▶ WORK ITEM: Report every line below that carries the word "entries".

__________

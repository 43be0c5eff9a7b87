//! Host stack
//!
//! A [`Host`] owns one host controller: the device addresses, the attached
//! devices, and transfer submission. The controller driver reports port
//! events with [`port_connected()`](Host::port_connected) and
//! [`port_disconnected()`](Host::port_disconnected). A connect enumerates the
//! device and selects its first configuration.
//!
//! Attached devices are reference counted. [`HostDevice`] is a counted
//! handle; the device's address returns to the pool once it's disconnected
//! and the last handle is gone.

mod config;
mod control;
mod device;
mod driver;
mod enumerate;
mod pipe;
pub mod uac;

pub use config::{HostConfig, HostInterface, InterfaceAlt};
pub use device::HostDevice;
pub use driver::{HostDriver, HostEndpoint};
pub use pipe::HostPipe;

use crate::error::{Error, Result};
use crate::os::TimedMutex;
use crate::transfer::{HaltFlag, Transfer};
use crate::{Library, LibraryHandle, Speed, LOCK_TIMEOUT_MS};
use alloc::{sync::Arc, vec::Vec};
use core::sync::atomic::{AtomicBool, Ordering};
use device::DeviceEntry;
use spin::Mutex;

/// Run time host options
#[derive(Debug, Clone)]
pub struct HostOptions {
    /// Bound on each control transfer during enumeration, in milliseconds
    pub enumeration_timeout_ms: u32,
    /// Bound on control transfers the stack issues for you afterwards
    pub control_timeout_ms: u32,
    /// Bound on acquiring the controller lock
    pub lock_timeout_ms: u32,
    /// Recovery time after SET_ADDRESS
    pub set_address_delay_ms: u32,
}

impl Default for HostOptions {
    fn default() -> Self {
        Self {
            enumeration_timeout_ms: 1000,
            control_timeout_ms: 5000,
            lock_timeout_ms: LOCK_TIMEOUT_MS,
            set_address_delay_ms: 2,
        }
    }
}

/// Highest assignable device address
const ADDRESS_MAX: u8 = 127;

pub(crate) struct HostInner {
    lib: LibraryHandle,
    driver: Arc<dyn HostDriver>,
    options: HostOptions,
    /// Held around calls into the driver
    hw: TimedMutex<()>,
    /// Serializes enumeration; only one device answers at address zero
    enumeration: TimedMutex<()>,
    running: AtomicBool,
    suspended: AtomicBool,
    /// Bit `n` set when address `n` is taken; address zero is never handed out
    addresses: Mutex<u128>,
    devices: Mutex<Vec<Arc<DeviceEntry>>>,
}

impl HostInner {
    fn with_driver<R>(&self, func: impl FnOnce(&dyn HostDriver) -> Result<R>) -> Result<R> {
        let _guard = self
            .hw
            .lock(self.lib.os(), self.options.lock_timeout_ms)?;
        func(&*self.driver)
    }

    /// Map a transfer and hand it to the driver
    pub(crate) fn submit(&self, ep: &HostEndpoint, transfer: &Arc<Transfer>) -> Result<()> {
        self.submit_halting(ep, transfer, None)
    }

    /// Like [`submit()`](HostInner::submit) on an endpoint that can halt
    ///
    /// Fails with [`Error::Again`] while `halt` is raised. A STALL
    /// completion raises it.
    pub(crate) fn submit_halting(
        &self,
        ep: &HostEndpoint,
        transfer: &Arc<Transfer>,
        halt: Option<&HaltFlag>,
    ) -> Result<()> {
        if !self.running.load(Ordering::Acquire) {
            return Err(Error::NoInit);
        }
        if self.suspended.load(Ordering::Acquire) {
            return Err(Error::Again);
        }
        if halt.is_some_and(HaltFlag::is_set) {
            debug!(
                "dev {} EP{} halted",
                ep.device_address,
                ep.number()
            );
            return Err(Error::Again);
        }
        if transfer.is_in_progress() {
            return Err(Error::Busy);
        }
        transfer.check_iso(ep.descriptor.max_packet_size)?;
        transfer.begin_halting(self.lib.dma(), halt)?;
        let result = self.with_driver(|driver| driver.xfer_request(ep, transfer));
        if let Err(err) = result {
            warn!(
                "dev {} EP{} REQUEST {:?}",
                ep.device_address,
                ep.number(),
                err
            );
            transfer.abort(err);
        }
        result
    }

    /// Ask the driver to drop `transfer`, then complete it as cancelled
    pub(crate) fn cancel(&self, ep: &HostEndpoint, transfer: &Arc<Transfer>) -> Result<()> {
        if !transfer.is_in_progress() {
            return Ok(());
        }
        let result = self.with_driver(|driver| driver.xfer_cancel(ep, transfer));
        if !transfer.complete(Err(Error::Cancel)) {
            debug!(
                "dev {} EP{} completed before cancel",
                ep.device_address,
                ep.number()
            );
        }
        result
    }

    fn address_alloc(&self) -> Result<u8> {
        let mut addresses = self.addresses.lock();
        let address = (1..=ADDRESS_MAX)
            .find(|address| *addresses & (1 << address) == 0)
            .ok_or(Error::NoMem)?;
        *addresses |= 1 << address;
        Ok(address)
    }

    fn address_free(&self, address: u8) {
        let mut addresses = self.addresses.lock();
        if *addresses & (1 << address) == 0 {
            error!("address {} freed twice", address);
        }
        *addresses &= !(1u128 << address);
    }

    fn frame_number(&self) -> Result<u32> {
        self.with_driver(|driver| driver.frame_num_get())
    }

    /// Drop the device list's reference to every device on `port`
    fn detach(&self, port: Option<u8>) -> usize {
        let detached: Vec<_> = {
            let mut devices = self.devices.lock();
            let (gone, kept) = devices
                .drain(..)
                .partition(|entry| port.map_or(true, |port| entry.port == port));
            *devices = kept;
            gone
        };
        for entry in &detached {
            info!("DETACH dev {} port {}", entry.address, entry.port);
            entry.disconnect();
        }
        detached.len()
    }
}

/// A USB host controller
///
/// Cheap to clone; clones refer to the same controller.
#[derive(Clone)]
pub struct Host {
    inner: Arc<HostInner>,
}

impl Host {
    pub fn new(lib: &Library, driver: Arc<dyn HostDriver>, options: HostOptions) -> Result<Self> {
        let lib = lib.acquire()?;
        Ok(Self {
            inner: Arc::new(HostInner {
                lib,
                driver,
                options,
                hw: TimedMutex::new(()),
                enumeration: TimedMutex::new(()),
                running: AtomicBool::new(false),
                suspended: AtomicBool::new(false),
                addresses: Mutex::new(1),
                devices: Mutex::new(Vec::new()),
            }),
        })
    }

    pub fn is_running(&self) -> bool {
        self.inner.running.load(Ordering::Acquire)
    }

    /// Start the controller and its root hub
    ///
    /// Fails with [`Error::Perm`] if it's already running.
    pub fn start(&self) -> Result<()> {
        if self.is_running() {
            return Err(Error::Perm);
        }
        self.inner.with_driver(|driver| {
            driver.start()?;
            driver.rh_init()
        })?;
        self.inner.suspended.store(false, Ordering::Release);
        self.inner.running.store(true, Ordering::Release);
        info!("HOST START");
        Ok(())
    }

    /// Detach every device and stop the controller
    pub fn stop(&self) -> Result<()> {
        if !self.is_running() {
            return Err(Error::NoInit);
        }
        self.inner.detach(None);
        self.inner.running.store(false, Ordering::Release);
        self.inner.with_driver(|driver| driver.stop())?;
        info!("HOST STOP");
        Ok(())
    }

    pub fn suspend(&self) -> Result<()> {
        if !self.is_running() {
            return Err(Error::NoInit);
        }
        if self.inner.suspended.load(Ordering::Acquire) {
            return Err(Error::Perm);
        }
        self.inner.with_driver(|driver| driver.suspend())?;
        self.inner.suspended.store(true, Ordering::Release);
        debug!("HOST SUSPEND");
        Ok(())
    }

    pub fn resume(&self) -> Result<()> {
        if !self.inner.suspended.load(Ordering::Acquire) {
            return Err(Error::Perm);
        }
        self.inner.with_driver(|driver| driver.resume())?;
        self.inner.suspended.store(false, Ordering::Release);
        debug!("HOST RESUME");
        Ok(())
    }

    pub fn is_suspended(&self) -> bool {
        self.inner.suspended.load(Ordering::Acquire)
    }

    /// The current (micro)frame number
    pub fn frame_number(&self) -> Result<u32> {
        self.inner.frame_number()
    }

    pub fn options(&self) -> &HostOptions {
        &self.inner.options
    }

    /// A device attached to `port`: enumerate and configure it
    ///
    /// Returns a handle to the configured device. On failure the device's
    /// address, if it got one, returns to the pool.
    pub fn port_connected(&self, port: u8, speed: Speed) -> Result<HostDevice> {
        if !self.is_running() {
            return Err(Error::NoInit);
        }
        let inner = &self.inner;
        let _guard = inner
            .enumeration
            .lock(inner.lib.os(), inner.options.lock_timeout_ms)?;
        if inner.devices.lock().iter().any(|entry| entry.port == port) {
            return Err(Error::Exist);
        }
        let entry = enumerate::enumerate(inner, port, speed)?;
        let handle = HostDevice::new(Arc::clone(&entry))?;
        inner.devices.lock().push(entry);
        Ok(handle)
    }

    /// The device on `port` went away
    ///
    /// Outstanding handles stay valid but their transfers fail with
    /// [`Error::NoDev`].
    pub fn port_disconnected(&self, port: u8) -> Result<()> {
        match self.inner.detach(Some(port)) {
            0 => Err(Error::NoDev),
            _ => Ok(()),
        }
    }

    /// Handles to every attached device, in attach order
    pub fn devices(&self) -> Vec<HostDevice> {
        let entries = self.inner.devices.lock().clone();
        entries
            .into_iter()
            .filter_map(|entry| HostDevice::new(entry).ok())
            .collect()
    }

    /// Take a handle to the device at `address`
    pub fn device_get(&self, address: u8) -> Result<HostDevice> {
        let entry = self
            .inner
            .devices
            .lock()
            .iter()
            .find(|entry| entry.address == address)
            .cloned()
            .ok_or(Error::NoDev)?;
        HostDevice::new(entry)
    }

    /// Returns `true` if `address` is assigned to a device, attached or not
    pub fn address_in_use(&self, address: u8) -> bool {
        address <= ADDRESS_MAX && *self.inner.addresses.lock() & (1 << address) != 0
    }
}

__________

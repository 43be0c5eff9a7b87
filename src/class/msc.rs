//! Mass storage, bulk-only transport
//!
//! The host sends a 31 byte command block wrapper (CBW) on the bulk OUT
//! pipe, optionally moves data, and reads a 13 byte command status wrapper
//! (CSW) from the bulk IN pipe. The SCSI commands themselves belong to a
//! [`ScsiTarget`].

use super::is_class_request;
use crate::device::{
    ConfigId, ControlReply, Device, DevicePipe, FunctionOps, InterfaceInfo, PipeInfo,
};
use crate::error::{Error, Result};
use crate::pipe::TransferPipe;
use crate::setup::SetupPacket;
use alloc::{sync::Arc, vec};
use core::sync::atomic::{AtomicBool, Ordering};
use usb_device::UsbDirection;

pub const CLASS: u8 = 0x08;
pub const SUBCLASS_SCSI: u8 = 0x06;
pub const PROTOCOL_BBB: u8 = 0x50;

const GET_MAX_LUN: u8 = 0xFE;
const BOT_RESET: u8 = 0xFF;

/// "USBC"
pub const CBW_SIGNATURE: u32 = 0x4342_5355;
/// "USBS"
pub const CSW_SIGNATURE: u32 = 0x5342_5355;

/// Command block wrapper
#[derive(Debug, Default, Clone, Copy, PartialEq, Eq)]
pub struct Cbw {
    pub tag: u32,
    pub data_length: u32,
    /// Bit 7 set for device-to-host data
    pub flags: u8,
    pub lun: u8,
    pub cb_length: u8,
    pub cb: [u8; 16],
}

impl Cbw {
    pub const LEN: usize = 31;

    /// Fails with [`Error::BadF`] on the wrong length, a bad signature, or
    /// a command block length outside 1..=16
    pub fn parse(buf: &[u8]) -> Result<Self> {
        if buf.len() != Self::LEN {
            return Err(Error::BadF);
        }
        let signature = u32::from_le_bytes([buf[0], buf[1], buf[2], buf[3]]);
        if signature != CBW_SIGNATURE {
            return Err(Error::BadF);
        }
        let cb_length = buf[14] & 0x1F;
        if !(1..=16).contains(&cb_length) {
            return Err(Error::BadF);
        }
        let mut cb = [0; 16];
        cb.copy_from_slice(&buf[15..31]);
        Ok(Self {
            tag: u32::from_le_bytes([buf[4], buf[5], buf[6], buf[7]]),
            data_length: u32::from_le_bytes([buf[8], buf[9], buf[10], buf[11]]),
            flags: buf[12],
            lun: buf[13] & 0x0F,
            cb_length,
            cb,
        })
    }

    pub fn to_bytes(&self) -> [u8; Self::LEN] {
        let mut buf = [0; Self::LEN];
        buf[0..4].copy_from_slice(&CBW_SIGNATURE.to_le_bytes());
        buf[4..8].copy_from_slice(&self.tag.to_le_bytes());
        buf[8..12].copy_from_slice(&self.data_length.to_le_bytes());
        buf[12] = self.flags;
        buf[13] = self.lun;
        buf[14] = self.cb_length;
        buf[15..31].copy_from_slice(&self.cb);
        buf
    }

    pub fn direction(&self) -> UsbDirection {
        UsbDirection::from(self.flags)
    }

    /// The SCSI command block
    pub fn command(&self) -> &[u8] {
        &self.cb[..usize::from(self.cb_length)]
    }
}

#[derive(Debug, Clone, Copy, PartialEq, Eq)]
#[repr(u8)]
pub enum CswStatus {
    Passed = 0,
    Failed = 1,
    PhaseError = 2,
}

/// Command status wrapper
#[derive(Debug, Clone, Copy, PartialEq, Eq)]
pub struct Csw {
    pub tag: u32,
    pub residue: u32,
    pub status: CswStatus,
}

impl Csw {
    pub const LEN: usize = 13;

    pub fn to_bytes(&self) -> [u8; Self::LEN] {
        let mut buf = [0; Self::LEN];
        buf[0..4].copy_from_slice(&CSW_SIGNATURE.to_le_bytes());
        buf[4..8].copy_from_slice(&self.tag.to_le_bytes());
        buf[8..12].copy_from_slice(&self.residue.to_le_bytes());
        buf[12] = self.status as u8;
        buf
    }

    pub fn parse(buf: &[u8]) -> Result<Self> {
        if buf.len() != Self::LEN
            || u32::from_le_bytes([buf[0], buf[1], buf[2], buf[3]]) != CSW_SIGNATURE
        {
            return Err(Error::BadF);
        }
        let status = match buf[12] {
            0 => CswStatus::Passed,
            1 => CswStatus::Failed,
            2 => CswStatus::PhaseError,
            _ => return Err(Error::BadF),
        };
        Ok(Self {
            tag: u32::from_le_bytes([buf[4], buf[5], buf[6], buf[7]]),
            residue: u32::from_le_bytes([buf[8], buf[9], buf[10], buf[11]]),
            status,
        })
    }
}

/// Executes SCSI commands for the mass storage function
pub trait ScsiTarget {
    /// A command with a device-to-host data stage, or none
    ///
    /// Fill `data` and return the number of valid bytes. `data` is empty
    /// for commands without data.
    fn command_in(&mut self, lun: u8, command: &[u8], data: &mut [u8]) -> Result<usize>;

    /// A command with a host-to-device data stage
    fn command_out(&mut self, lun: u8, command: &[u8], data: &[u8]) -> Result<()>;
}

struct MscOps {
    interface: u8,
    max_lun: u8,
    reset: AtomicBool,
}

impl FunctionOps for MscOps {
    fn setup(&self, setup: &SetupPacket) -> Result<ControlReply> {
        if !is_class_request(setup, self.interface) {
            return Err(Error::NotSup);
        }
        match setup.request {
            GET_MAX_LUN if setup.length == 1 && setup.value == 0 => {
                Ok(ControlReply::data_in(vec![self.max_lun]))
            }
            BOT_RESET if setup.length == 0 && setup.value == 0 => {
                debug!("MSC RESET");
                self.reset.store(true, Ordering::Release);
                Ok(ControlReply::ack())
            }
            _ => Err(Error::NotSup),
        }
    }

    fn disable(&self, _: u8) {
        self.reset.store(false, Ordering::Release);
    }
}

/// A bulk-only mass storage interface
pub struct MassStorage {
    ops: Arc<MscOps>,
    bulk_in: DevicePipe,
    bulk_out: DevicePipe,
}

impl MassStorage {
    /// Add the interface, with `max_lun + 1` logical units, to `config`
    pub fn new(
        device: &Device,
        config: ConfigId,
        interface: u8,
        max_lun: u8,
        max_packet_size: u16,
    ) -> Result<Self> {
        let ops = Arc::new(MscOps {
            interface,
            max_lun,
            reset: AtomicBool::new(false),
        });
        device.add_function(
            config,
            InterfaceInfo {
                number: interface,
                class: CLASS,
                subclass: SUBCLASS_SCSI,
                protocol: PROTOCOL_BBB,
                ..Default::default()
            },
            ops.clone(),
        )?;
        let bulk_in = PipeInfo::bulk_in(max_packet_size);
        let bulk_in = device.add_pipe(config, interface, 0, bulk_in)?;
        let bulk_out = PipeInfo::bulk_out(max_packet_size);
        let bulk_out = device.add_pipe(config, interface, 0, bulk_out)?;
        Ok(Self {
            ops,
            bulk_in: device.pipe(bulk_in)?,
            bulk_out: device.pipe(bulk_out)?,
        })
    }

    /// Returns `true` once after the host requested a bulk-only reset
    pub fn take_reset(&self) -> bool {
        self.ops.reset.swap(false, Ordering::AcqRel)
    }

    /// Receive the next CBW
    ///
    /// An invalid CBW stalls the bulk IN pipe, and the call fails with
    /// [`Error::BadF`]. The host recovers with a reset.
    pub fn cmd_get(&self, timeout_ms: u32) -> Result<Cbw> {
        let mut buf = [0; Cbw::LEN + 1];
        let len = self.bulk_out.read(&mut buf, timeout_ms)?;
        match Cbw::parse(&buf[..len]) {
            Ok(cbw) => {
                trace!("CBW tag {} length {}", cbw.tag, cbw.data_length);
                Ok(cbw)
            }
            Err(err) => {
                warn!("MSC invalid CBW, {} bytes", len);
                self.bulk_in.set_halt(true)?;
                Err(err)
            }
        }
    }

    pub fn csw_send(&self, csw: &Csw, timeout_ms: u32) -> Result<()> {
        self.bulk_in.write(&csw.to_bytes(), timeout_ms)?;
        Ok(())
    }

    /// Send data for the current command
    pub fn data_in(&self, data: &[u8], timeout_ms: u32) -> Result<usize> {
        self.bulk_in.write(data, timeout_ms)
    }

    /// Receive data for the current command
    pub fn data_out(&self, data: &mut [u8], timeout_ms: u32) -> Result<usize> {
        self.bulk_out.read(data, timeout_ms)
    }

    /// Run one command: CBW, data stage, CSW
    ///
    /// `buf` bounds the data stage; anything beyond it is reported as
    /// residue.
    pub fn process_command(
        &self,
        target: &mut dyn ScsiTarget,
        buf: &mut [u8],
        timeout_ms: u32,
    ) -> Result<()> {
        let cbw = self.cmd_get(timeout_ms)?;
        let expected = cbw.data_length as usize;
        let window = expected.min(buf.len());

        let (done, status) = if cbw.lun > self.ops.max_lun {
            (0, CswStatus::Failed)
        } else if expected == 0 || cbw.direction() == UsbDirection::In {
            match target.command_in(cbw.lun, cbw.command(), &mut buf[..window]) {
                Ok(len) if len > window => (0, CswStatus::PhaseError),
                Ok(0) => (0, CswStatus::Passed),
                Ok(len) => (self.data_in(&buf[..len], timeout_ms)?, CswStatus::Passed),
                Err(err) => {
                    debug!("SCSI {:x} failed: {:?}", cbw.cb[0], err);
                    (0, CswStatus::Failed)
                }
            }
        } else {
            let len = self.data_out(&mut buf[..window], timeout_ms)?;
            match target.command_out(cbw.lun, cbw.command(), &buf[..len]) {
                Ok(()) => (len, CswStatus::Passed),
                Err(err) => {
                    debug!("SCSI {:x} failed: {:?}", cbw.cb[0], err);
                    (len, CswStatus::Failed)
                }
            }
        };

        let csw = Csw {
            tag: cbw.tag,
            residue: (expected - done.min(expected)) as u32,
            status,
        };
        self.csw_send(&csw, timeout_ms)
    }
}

__________

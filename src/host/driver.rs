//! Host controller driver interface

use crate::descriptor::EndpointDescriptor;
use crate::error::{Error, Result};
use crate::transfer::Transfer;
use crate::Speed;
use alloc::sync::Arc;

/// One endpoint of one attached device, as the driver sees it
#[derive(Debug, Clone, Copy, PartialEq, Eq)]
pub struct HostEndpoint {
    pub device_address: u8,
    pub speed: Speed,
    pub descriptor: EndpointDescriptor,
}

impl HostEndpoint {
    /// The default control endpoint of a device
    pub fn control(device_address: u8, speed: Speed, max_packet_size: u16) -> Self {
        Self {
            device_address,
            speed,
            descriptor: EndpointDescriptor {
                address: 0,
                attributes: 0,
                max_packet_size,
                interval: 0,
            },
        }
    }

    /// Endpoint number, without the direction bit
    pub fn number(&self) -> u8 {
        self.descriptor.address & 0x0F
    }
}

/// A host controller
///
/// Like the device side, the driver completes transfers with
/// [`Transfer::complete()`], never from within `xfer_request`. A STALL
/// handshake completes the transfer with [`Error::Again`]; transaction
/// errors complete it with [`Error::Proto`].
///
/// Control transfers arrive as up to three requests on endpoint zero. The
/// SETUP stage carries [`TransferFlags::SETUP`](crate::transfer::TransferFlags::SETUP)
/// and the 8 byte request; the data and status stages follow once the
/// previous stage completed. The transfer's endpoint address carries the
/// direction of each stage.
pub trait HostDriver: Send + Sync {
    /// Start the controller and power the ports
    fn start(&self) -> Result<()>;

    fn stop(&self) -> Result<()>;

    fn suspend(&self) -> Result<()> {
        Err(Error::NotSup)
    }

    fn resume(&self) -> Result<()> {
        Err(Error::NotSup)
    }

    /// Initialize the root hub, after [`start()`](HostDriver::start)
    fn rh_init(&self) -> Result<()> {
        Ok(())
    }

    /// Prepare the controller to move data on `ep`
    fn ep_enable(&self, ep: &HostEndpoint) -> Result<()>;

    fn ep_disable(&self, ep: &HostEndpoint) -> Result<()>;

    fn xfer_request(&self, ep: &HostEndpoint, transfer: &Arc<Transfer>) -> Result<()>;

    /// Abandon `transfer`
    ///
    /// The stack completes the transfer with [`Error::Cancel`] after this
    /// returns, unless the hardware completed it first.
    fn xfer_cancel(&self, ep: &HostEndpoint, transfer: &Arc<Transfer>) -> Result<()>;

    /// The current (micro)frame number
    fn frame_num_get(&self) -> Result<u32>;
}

__________

▶ RESULT:
        let entries = self.inner.devices.lock().clone();
        entries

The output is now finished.